Ребенок! — вот где разгадка, именно из этого слова, во всех его значениях, извлеку я все, за что Моро можно похвалить. Иные, разумеется, даже разделяя мое мнение, найдут, что я в своем порицании слишком далеко зашел, слишком резко выразился. Ну что же, вполне возможно; но если и так, не вижу в этом ничего дурного и не признаю за собой вины. Действие и противодействие, снисходительность и строгость бывают необходимы в свой черед. Следует соблюдать равновесие. Это — закон, а закон всегда обоснован. Подумайте хорошенько, что речь идет о человеке, которого хотели провозгласить принцем поэтов — и это в стране, где родились Ронсар, Виктор Гюго, Теофиль Готье, — а теперь еще объявили подписку на сооружение памятника, как будто дело касается одного из людей, одаренных гением, чью память оставить в небрежении значило бы запятнать историю народа. Имеем ли мы дело с человеком непреклонной воли, как Бальзак и Сулье, с человеком, пребывающим в вечной борьбе с превратностями, обремененным великими обязательствами, которые он приемлет со смирением среди непрестанной битвы с жиреющим чудовищем разрушения? Моро не любил боли, не считал ее благом и не постигал ее аристократической красоты. Впрочем, ее адские бездны остались ему неизвестны. Чтобы требовать от нас такого сочувствия, такой нежности, нужно, чтобы и сам поэт был сострадателен и нежен. Знал ли он пытки неутоленного сердечного влечения, болезненное забытье любящей, непонятой души? Нет. Он принадлежит к тем странникам, которым довольно слегка передохнуть, им вполне хватает хлеба, вина, сыру и первой встречной.

Но он был ребенком, всегда дерзким, часто нежным, порою очаровательным. Он обладал гибкостью и непосредственностью детства. В литературной, как впрочем, и в физической юности есть некая красота — от дьявола, ради которой прощаешь многие несовершенства. У Моро мы находим нечто худшее, чем несовершенства, но зато нас порою чарует в нем нечто лучшее, чем красота от дьявола.

Но, несмотря на множество подражаний, которых Моро не мог избежать, будучи ребенком и школьником, порою мы у него находим выражение блеснувшей истины — выражение нежданное, природный дар, его не спутаешь ни с чем. Моро поистине владеет благодатью, незаслуженным даром; он, столь нелепо нечестивый, придурковатый попугай бездельников-демократов, он должен был бы тысячекратно отозваться на эту благодать, поскольку он обязан ей всем — и своей славой, и тем, что за нее ему простятся все литературные грехи.
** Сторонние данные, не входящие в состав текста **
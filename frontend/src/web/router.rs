//! 路由服务模块 - 核心引擎
//!
//! 封装了 web_sys 的 History API，所有对 window.history 的操作都集中在此模块。
//! 守卫规则来自核心库的 `AppRoute::guard`，这里只负责把判定结果落到地址栏和信号上。

use bookify::{AppRoute, RouteDecision};
use leptos::prelude::*;
use wasm_bindgen::prelude::*;

/// 获取当前浏览器路径
fn current_path() -> String {
    web_sys::window()
        .and_then(|w| w.location().pathname().ok())
        .unwrap_or_else(|| "/".to_string())
}

/// 推送 History 状态
fn push_history_state(path: &str) {
    if let Some(window) = web_sys::window() {
        if let Ok(history) = window.history() {
            let _ = history.push_state_with_url(&JsValue::NULL, "", Some(path));
        }
    }
}

/// 替换 History 状态（用于重定向）
fn replace_history_state(path: &str) {
    if let Some(window) = web_sys::window() {
        if let Ok(history) = window.history() {
            let _ = history.replace_state_with_url(&JsValue::NULL, "", Some(path));
        }
    }
}

/// 整页跳转
///
/// 会丢弃所有内存中的状态，登录/注册成功后使用。
pub fn hard_navigate(route: AppRoute) {
    if let Some(window) = web_sys::window() {
        if let Err(e) = window.location().set_href(route.to_path()) {
            log::error!("[Router] hard navigation to {} failed: {:?}", route, e);
        }
    }
}

/// 路由器服务
///
/// 封装所有路由操作，通过 Signal 驱动界面更新。
/// 通过注入认证检查信号实现与认证系统的解耦。
#[derive(Clone, Copy)]
pub struct RouterService {
    current_route: ReadSignal<AppRoute>,
    set_route: WriteSignal<AppRoute>,
    /// 认证状态（注入的信号）
    is_authenticated: Signal<bool>,
}

impl RouterService {
    fn new(is_authenticated: Signal<bool>) -> Self {
        let requested = AppRoute::from_path(&current_path());
        let decision = requested.guard(is_authenticated.get_untracked());
        // 首次加载的重定向不应留下可以"后退"回去的历史记录
        if decision.is_redirect() {
            log::info!("[Router] {} is not reachable, showing {}", requested, decision.route());
            replace_history_state(decision.route().to_path());
        }
        let (current_route, set_route) = signal(decision.route());

        Self {
            current_route,
            set_route,
            is_authenticated,
        }
    }

    pub fn current_route(&self) -> ReadSignal<AppRoute> {
        self.current_route
    }

    /// **核心方法：导航与守卫**
    ///
    /// 流程：请求 -> 验证(Guard) -> 更新地址栏 -> 加载
    pub fn navigate(&self, path: &str) {
        let target = AppRoute::from_path(path);
        self.navigate_to_route(target, true);
    }

    /// 导航到指定路由
    ///
    /// `use_push` 为 true 时使用 pushState，否则 replaceState。
    fn navigate_to_route(&self, target: AppRoute, use_push: bool) {
        let decision = target.guard(self.is_authenticated.get_untracked());
        if let RouteDecision::Redirect(redirect) = decision {
            log::info!("[Router] {} denied, redirecting to {}", target, redirect);
        }

        let route = decision.route();
        if use_push {
            push_history_state(route.to_path());
        } else {
            replace_history_state(route.to_path());
        }
        self.set_route.set(route);
    }

    /// 初始化浏览器后退/前进按钮监听
    fn init_popstate_listener(&self) {
        let service = *self;

        let closure = Closure::<dyn Fn()>::new(move || {
            let target = AppRoute::from_path(&current_path());
            // popstate 时地址栏已经变了，重定向只能替换
            service.navigate_to_route(target, false);
        });

        if let Some(window) = web_sys::window() {
            let _ = window
                .add_event_listener_with_callback("popstate", closure.as_ref().unchecked_ref());
        }

        // 泄漏闭包以保持监听器存活
        closure.forget();
    }

    /// 认证状态变化时重新评估当前路由
    fn setup_auth_redirect(&self) {
        let current_route = self.current_route;
        let set_route = self.set_route;
        let is_authenticated = self.is_authenticated;

        Effect::new(move |_| {
            let is_auth = is_authenticated.get();
            let route = current_route.get_untracked();

            if let RouteDecision::Redirect(redirect) = route.guard(is_auth) {
                log::info!(
                    "[Router] auth state changed (authenticated: {}), redirecting to {}",
                    is_auth,
                    redirect
                );
                push_history_state(redirect.to_path());
                set_route.set(redirect);
            }
        });
    }
}

/// 提供路由服务到 Context 并初始化
fn provide_router(is_authenticated: Signal<bool>) -> RouterService {
    let router = RouterService::new(is_authenticated);

    router.init_popstate_listener();
    router.setup_auth_redirect();

    provide_context(router);
    router
}

/// 从 Context 获取路由服务
pub fn use_router() -> RouterService {
    use_context::<RouterService>()
        .expect("RouterService not found in context. Ensure Router is provided.")
}

// ============================================================================
// UI 组件
// ============================================================================

/// 路由器根组件
///
/// 提供路由上下文，应在 App 根部使用。
#[component]
pub fn Router(
    /// 认证状态信号
    is_authenticated: Signal<bool>,
    children: Children,
) -> impl IntoView {
    provide_router(is_authenticated);

    children()
}

/// 路由出口组件
///
/// 根据当前路由状态渲染对应的组件。
#[component]
pub fn RouterOutlet(
    /// 路由匹配函数：接收当前路由，返回对应视图
    matcher: fn(AppRoute) -> AnyView,
) -> impl IntoView {
    let router = use_router();

    move || {
        let current = router.current_route().get();
        matcher(current)
    }
}

/// 应用内链接
///
/// 拦截点击并走路由守卫，不触发整页刷新。
#[component]
pub fn Link(
    route: AppRoute,
    #[prop(optional, into)] class: String,
    children: Children,
) -> impl IntoView {
    let router = use_router();

    let on_click = move |ev: leptos::ev::MouseEvent| {
        ev.prevent_default();
        router.navigate(route.to_path());
    };

    view! {
        <a href=route.to_path() class=class on:click=on_click>
            {children()}
        </a>
    }
}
Когда мы открываем в этой кипе заимствований, в этом ворохе смутных, невольных плагиатов, в этой трескотне бюрократической или школярской мысли одно из тех нежданных чудес, о которых мы только что говорили, мы испытываем чувство, похожее на великое сожаление. Нет сомнений, что писатель, создавший в свой счастливый час «Вульзию» и песню «Ферма и фермерша», мог бы с полным основанием надеяться на лучшую участь. Поскольку Моро сумел без знаний, без труда, вопреки дурным знакомствам, без малейшего усилия вызвать к жизни часы, благоприятные для вдохновения, и порою так откровенно, естественно, изящно проявлял свою оригинальность, то насколько чаще достигал бы он успеха, если бы подчинился порядку, закону упорного труда, если бы дал созреть своему таланту, воспитал и подгонял бы его — вот тогда бы он стал, всё говорит об этом, замечательным писателем. Но в таком случае он не был бы идолом бездельников и богом кабаков. А это, несомненно, такая слава, которую не заменит ничто — даже слава подлинная.